The genetic defect in hereditary hypophosphatemic rickets with hypercalciuria (HHRH) is loss of function mutation in the gene that encodes NaPi2c (SLC34A3).[31-33] A novel mutation in this gene has also been reported in an Indian patient who had rickets since childhood and developed nephrolithiasis during adulthood.[34] Bone pain, muscle weakness, and pseudofractures are the common presenting complaints, while no dental abnormalities are reported. They are more prone to develop nephrolithiasis.[35] FGF23 level is normal and 1,25(OH)2D levels are appropriately elevated for low phosphorus levels. These patients also exhibit hypercalciuria which predispose them to nephrolithiasis. The management of patients with HHRH differs from those with XLH since the former does not require calcitriol, which may worsen hypercalciuria and increases the predisposition for nephrocalcinosis. Supplementation with phosphate forms the mainstay of its treatment.

FANCONI SYNDROME

Although hypophosphatemic rickets is often an isolated renal abnormality, sometimes it may be associated with generalized proximal tubular dysfunction. This may manifest in the form of glycosuria, hypokalemia, proximal renal tubular acidosis, hyperuricosuria, and generalized aminoaciduria. This syndrome may result from various underlying conditions including cystinosis, Lowe's syndrome, drugs, Fanconi Bickel syndrome, etc.[36]

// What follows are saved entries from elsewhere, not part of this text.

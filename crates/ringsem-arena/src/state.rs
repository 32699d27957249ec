//! Kinematic state of one point kind.

use num_complex::Complex64;

use crate::layout::FieldLayout;

/// Displacement, velocity, acceleration and force coefficients of every
/// point of one kind (solid vector or fluid potential).
#[derive(Clone, Debug)]
pub struct KinematicState {
    layout: FieldLayout,
    /// Displacement (or potential).
    pub displ: Vec<Complex64>,
    /// First time derivative.
    pub veloc: Vec<Complex64>,
    /// Second time derivative.
    pub accel: Vec<Complex64>,
    /// Assembled force of the current step.
    pub force: Vec<Complex64>,
}

impl KinematicState {
    /// Zeroed state for the given layout.
    pub fn new(layout: FieldLayout) -> Self {
        let zero = vec![Complex64::new(0.0, 0.0); layout.total()];
        Self {
            displ: zero.clone(),
            veloc: zero.clone(),
            accel: zero.clone(),
            force: zero,
            layout,
        }
    }

    /// The storage layout.
    pub fn layout(&self) -> &FieldLayout {
        &self.layout
    }

    /// Layout, displacement and force, borrowed for a stiffness pass.
    pub fn stiffness_view(&mut self) -> (&FieldLayout, &[Complex64], &mut [Complex64]) {
        (&self.layout, &self.displ, &mut self.force)
    }

    /// Layout, force and acceleration, borrowed for the mass division.
    pub fn acceleration_view(&mut self) -> (&FieldLayout, &[Complex64], &mut [Complex64]) {
        (&self.layout, &self.force, &mut self.accel)
    }

    /// Clear the force buffer.
    pub fn zero_force(&mut self) {
        self.force.fill(Complex64::new(0.0, 0.0));
    }

    /// Largest coefficient magnitude of the displacement, or infinity if
    /// any coefficient is not finite.
    pub fn max_displacement(&self) -> f64 {
        let mut max = 0.0f64;
        for u in &self.displ {
            let a = u.norm();
            if !a.is_finite() {
                return f64::INFINITY;
            }
            max = max.max(a);
        }
        max
    }

    /// Memory usage of the four buffers in bytes.
    pub fn memory_bytes(&self) -> usize {
        4 * self.layout.total() * std::mem::size_of::<Complex64>()
    }
}

#[cfg(test)]
mod tests {
    use super::*;

    #[test]
    fn new_state_is_zero() {
        let state = KinematicState::new(FieldLayout::new(3, vec![2, 2]));
        assert_eq!(state.displ.len(), 12);
        assert_eq!(state.max_displacement(), 0.0);
    }

    #[test]
    fn non_finite_displacement_reports_infinity() {
        let mut state = KinematicState::new(FieldLayout::new(1, vec![3]));
        state.displ[1] = Complex64::new(f64::NAN, 0.0);
        assert_eq!(state.max_displacement(), f64::INFINITY);
    }

    #[test]
    fn max_displacement_uses_magnitude() {
        let mut state = KinematicState::new(FieldLayout::new(1, vec![2]));
        state.displ[0] = Complex64::new(3.0, 4.0);
        state.displ[1] = Complex64::new(-2.0, 0.0);
        assert_eq!(state.max_displacement(), 5.0);
    }

    #[test]
    fn zero_force_clears() {
        let mut state = KinematicState::new(FieldLayout::new(1, vec![2]));
        state.force[1] = Complex64::new(1.0, 1.0);
        state.zero_force();
        assert!(state.force.iter().all(|f| f.norm() == 0.0));
    }
}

TUMOR-INDUCED OSTEOMALACIA OR ONCOGENOUS OSTEOMALACIA

This is an acquired and paraneoplastic disorder caused due to humoral products known as phosphatonins produced by the tumors.[37] The implicated tumors are generally mesenchymal tumors of long bones, distal extremity, sinuses, nasopharynx, groin, etc. They are benign, slow growing, and predominantly of phosphaturic mesenchymal tumor of mixed connective tissue (PMTMCT) origin.[38] They can present at any age with longstanding history of bone pains and muscular weakness. They may present as early as infancy.[39] They usually go undiagnosed for many years.[40] Biochemical evaluation reveals results similar to that of XLH. Complete surgical removal of the underlying tumor provides definitive cure. Hence, it is important to localize the underlying tumor. Localization can be done with octreotide scintigraphy, 18F-fluorodeoxyglucose positron emission tomography (FDG-PET) [Figure 4], whole-body magnetic resonance imaging (MRI), or whole-body venous sampling of FGF23. When the tumor remains obscure, phosphate and 1,25(OH)2D3 are given in a manner similar to that of XLH. Other therapies that have been reported to be of varied use are cinacalcet and octreotide.[41] FGF23 antibodies are also being developed. In patients with unlocalized or incompletely excised tumors, treatment with phosphate and calcitriol may provide symptom relief.[42]

Figure 4

18-F-FDG-PET in a patient with tumor-induced osteomalacia localizing tumor in the lower end of left femur. This tumor was removed and the histopathology showed ossifying fibroma

Besides XLH, ADHR, ARHR, HHRH, and TIO, there are many other disorders of renal phosphate loss. These are summarized in Table 2.

Table 2

Etiology and biochemistry of hypophosphatemic rickets

Renal phosphate wasting disorders are important causes of rickets to be thought of in appropriate clinical setting. Correct identification of these disorders is important for determining therapy. In the last few years, our knowledge of a number of new inherited phosphate wasting disorders has expanded. This has contributed to the identification of previously unidentified regulators of renal phosphate reabsorption. Yet, many more mechanisms are to be unraveled and the world of phosphate homeostasis is getting fascinating day by day.